▶ **Task prompt**
Within the data below, how many lines contain "crate"? Reply with the number only.

▶ **Input for this task**
===

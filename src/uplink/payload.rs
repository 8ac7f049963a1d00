//! # Upload Payload
//!
//! One JSON object per delivery attempt:
//!
//! ```text
//! { "time": "...", "device_id": "...", "power_kw": 1.2, "energy_kwh": 0.01 }
//! ```

use serde::Serialize;

use crate::error::Result;
use crate::reading::Reading;

/// Wire form of a reading
#[derive(Debug, Clone, PartialEq, Serialize)]
pub struct UploadPayload<'a> {
    pub time: &'a str,
    pub device_id: &'a str,
    pub power_kw: f64,
    pub energy_kwh: f64,
}

impl<'a> UploadPayload<'a> {
    pub fn new(reading: &'a Reading, device_id: &'a str) -> Self {
        Self {
            time: &reading.timestamp,
            device_id,
            power_kw: reading.power_kw,
            energy_kwh: reading.energy_kwh,
        }
    }

    pub fn to_json(&self) -> Result<String> {
        Ok(serde_json::to_string(self)?)
    }
}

===

▶ **Answer space**
2